"Je connais maint detteur qui tous les jours se sauve"
-- La Fontaine
J'ai écrit au sujet d'une personne à qui j'ai prêté une somme d'argent et qui s'obstine à ne pas vouloir s'acquitter de sa dette, use de tous les subterfuges et atermoiements, et finit, après maintes tergiversations, par éviter de me rencontrer.
J'ai espéré dissimuler les préjudices
Qui m'ont imposé tant de très lourds sacrifices
Et qu'un ami, cherchant sans doute à me nuire,
A provoqués en refusant de se dédire.
Il n'a tenu aucun compte de mon état
de dénuement qui dure de vie à trépas,
Refusant d'honorer une dette échue
Au mépris de tout. Il a toute honte bue.
Il a traîné en longueur pour me rembourser,
Sans prier d'en être hic et nunc dispensé.
Peu lui chaut que je joins à peine les deux bouts,
Que l'état de besoin augmente mon courroux.
Il eût été plus digne et mieux inspiré
De m'aider à liquider tous mes arriérés.
Mais, il ne pense qu'à financer sa demeure,
Un imposant palais, émaillé de splendeurs.
Qui sait si un tel outrage à la raison
Ne dévoile quelque acte de corruption.
Il en sera dans l'au-delà récompensé
Par le feu de l'enfer dont il est menacé,
Sauf s'il fait aussitôt acte de contrition
Et s'excuse pour ses motifs de perdition,
Avant que sa vie, appelée à disparaître,
Malgré tous les attraits qu'elle fait ainsi paraître,
Qui bercent d'illusions, induisent en erreur,
Ne touche à sa fin, quand enfin sonne l'heure.
C'est à Dieu le Très Haut que j'élève ma plainte
Contre ce tyran éhonté que rien n'éreinte,
Qui fait fi des droits sacrés et imprescriptibles
Opposables aux tiers, de recours susceptibles,
Et qui ne cesse de me faire patienter
Au nom de la très sacro-sainte probité.
J'ai souvent été victime de ses mensonges
Avant de s'éclipser pour n'être plus qu'un songe.
Il me porte atteinte dans ma dignité
Au point de mésestimer mes capacités,
Ignorant le danger que je lui fais courir
Au fil de la plume qui court venger mon ire.

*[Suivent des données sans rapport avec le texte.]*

//! Anti-entropy state exchange
//!
//! Point-to-point retry cannot repair a neighbor that was down through
//! every retry window, or a value that traveled a path bypassing it. The
//! syncer sends the full value snapshot to neighbors; the receiver unions
//! it into its own store. No delta encoding and no acknowledgment: the
//! union is idempotent, so a lost sync is simply covered by the next one.
use std::sync::Arc;
use std::time::Duration;

use tokio::task::JoinHandle;
use tracing::debug;

use crate::error::Result;
use crate::node::messages::{Body, Payload};
use crate::node::NodeId;
use crate::store::ValueStore;
use crate::topology::TopologyView;
use crate::transport::PeerSender;

pub struct Syncer {
    transport: Arc<dyn PeerSender>,
    store: Arc<ValueStore>,
    topology: Arc<TopologyView>,
}

impl Syncer {
    pub fn new(
        transport: Arc<dyn PeerSender>,
        store: Arc<ValueStore>,
        topology: Arc<TopologyView>,
    ) -> Self {
        Self {
            transport,
            store,
            topology,
        }
    }

    /// Fire-and-forget the full snapshot at one neighbor.
    /// An empty store is skipped: there is nothing to repair with.
    pub async fn sync_with(&self, neighbor: &NodeId) -> Result<()> {
        send_snapshot(
            Arc::clone(&self.transport),
            Arc::clone(&self.store),
            neighbor,
        )
        .await
    }

    /// Snapshot to every neighbor except an optional origin, each in its
    /// own detached task. Failures are logged and dropped; the next sync
    /// round carries the same state again.
    pub fn sync_all(&self, exclude: Option<&NodeId>) {
        for neighbor in self.topology.neighbors() {
            if Some(&neighbor) == exclude {
                continue;
            }

            let transport = Arc::clone(&self.transport);
            let store = Arc::clone(&self.store);
            tokio::spawn(async move {
                if let Err(err) = send_snapshot(transport, store, &neighbor).await {
                    debug!(dest = %neighbor, error = %err, "Sync send failed, next round will retry");
                }
            });
        }
    }

    /// Background loop syncing all neighbors on a fixed interval.
    ///
    /// Runs for the process lifetime. Ticks before topology configuration
    /// see no neighbors and do nothing.
    pub fn spawn_interval(self: Arc<Self>, interval: Duration) -> JoinHandle<()> {
        tokio::spawn(async move {
            let mut ticker = tokio::time::interval(interval);
            ticker.set_missed_tick_behavior(tokio::time::MissedTickBehavior::Delay);
            loop {
                ticker.tick().await;
                self.sync_all(None);
            }
        })
    }
}

async fn send_snapshot(
    transport: Arc<dyn PeerSender>,
    store: Arc<ValueStore>,
    neighbor: &NodeId,
) -> Result<()> {
    let values = store.snapshot();
    if values.is_empty() {
        return Ok(());
    }

    debug!(dest = %neighbor, count = values.len(), "Sending sync to neighbour");
    transport
        .send(neighbor, Body::new(Payload::Sync { values }))
        .await
}
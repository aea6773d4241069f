//! Starling: replicated broadcast as a service
//!
//! Each process is one node of a broadcast cluster. Values arrive from
//! clients or peers, are recorded in a grow-only store, and are pushed to
//! topology neighbors with unbounded retry plus periodic anti-entropy
//! sync, so every value eventually reaches every reachable node despite
//! lost, delayed, or reordered delivery. The wire protocol is
//! at-least-once by design; the receiver's dedup makes redelivery
//! harmless.
pub mod broadcast;
pub mod cli;
pub mod error;
pub mod node;
pub mod settings;
pub mod store;
pub mod topology;
pub mod transport;
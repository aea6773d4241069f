//! Stdin/stdout JSON transport
//!
//! One JSON envelope per line. Inbound lines are either replies to an
//! in-flight RPC (routed to the waiting task by msg_id) or fresh events
//! (dispatched to the node handler, one spawned task per event so a slow
//! handler never blocks the read loop). Outbound writes share stdout
//! behind a lock; logs must go to stderr only.
use std::collections::HashMap;
use std::sync::atomic::{AtomicU64, Ordering};
use std::sync::{Arc, Mutex, RwLock};

use async_trait::async_trait;
use tokio::io::{AsyncBufReadExt, AsyncWriteExt, BufReader};
use tokio::sync::oneshot;
use tracing::{debug, error, warn};

use crate::error::{Result, StarlingError};
use crate::node::messages::{Body, Envelope, Payload};
use crate::node::{Node, NodeId};
use crate::transport::PeerSender;
use crate::transport_error;

type PendingReplies = Arc<Mutex<HashMap<u64, oneshot::Sender<Body>>>>;

pub struct StdioTransport {
    local: RwLock<Option<NodeId>>,
    next_msg_id: AtomicU64,
    pending: PendingReplies,
    stdout: tokio::sync::Mutex<tokio::io::Stdout>,
}

/// Deregisters an in-flight RPC when its waiting future goes away,
/// whether it got a reply or was dropped by an attempt timeout.
struct PendingGuard {
    msg_id: u64,
    pending: PendingReplies,
}

impl Drop for PendingGuard {
    fn drop(&mut self) {
        let mut pending = match self.pending.lock() {
            Ok(guard) => guard,
            Err(poisoned) => poisoned.into_inner(),
        };
        pending.remove(&self.msg_id);
    }
}

impl Default for StdioTransport {
    fn default() -> Self {
        Self::new()
    }
}

impl StdioTransport {
    pub fn new() -> Self {
        Self {
            local: RwLock::new(None),
            next_msg_id: AtomicU64::new(1),
            pending: Arc::new(Mutex::new(HashMap::new())),
            stdout: tokio::sync::Mutex::new(tokio::io::stdout()),
        }
    }

    fn local_id(&self) -> Result<NodeId> {
        let guard = match self.local.read() {
            Ok(guard) => guard,
            Err(poisoned) => poisoned.into_inner(),
        };
        guard
            .clone()
            .ok_or_else(|| transport_error!("no identity assigned yet (init not received)"))
    }

    fn set_local_id(&self, id: NodeId) {
        let mut guard = match self.local.write() {
            Ok(guard) => guard,
            Err(poisoned) => poisoned.into_inner(),
        };
        *guard = Some(id);
    }

    async fn write_envelope(&self, envelope: &Envelope) -> Result<()> {
        let mut line = serde_json::to_string(envelope)?;
        line.push('\n');

        let mut stdout = self.stdout.lock().await;
        stdout.write_all(line.as_bytes()).await?;
        stdout.flush().await?;
        Ok(())
    }

    /// Send a handler reply back to the event's source.
    async fn reply(&self, request: &Envelope, payload: Payload) -> Result<()> {
        let body = Body::reply_to(&request.body, payload);
        self.send(&request.src, body).await
    }

    /// Read envelopes off stdin until EOF, dispatching each to `node`.
    ///
    /// Replies to in-flight RPCs are routed to their waiters; everything
    /// else gets its own handler task. A malformed line is logged and
    /// skipped: the same bytes would fail identically on redelivery.
    pub async fn run(self: Arc<Self>, node: Arc<Node>) -> Result<()> {
        let mut lines = BufReader::new(tokio::io::stdin()).lines();

        while let Some(line) = lines.next_line().await? {
            if line.trim().is_empty() {
                continue;
            }

            let envelope: Envelope = match serde_json::from_str(&line) {
                Ok(envelope) => envelope,
                Err(err) => {
                    error!(error = %err, "Dropping undecodable inbound line");
                    continue;
                }
            };

            if let Some(in_reply_to) = envelope.body.in_reply_to {
                self.route_reply(in_reply_to, envelope.body);
                continue;
            }

            // The transport needs its own identity before it can stamp
            // outbound envelopes, so it peeks at init on the way through.
            if let Payload::Init { node_id, .. } = &envelope.body.payload {
                self.set_local_id(node_id.clone());
            }

            let transport = Arc::clone(&self);
            let node = Arc::clone(&node);
            tokio::spawn(async move {
                match node.handle(envelope.clone()).await {
                    Ok(Some(payload)) => {
                        if let Err(err) = transport.reply(&envelope, payload).await {
                            error!(src = %envelope.src, error = %err, "Failed sending reply");
                        }
                    }
                    Ok(None) => {}
                    Err(err) => {
                        error!(src = %envelope.src, error = %err, "Handler failed");
                        // Surface handler failures to the original sender
                        // when it is waiting on a correlated reply.
                        if envelope.body.msg_id.is_some() {
                            let failure = Payload::Error {
                                code: 13,
                                text: err.to_string(),
                            };
                            if let Err(err) = transport.reply(&envelope, failure).await {
                                error!(src = %envelope.src, error = %err, "Failed sending error reply");
                            }
                        }
                    }
                }
            });
        }

        debug!("stdin closed, transport shutting down");
        Ok(())
    }

    fn route_reply(&self, in_reply_to: u64, body: Body) {
        let waiter = {
            let mut pending = match self.pending.lock() {
                Ok(guard) => guard,
                Err(poisoned) => poisoned.into_inner(),
            };
            pending.remove(&in_reply_to)
        };

        match waiter {
            Some(tx) => {
                // the waiter may have timed out between lookup and send
                let _ = tx.send(body);
            }
            None => {
                // late reply after the attempt that requested it timed out
                debug!(in_reply_to, "No waiter for reply, dropping");
            }
        }
    }
}

#[async_trait]
impl PeerSender for StdioTransport {
    async fn send(&self, dest: &NodeId, body: Body) -> Result<()> {
        let envelope = Envelope {
            src: self.local_id()?,
            dest: dest.clone(),
            body,
        };
        self.write_envelope(&envelope).await
    }

    async fn rpc(&self, dest: &NodeId, mut body: Body) -> Result<Body> {
        let msg_id = self.next_msg_id.fetch_add(1, Ordering::Relaxed);
        body.msg_id = Some(msg_id);

        let (tx, rx) = oneshot::channel();
        {
            let mut pending = match self.pending.lock() {
                Ok(guard) => guard,
                Err(poisoned) => poisoned.into_inner(),
            };
            pending.insert(msg_id, tx);
        }
        let _guard = PendingGuard {
            msg_id,
            pending: Arc::clone(&self.pending),
        };

        self.send(dest, body).await?;

        match rx.await {
            Ok(reply) => Ok(reply),
            Err(_) => {
                warn!(dest = %dest, msg_id, "Reply channel closed before a reply arrived");
                Err(StarlingError::Transport(format!(
                    "rpc {} to {} abandoned",
                    msg_id, dest
                )))
            }
        }
    }
}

Mais, quand on se conduit en rustre malappris,
Et qu'on ne se contente pas de mon mépris,
Comment va-t-il, dans ce cas, être avenant
Pour me traîter avec l'égard dû à mon rang?
Mais il ne tardera pas à prendre conscience
Quand il se brûlera au feu de mes semonces.
Peut-être qu'après avoir vidé son carquois
Se mettra-t-il à réfléchir, et par deux fois,
Au vu des registres où il est fait mention
Des gens de la ville et de leur filiation.
En franchissant le seuil d'entrée de ma maison,
Puisse-t-il mettre fin à son obstination
Et s'avouer vaincu et en pleine déroute,
Tels des soldats battus, marchant le long des routes.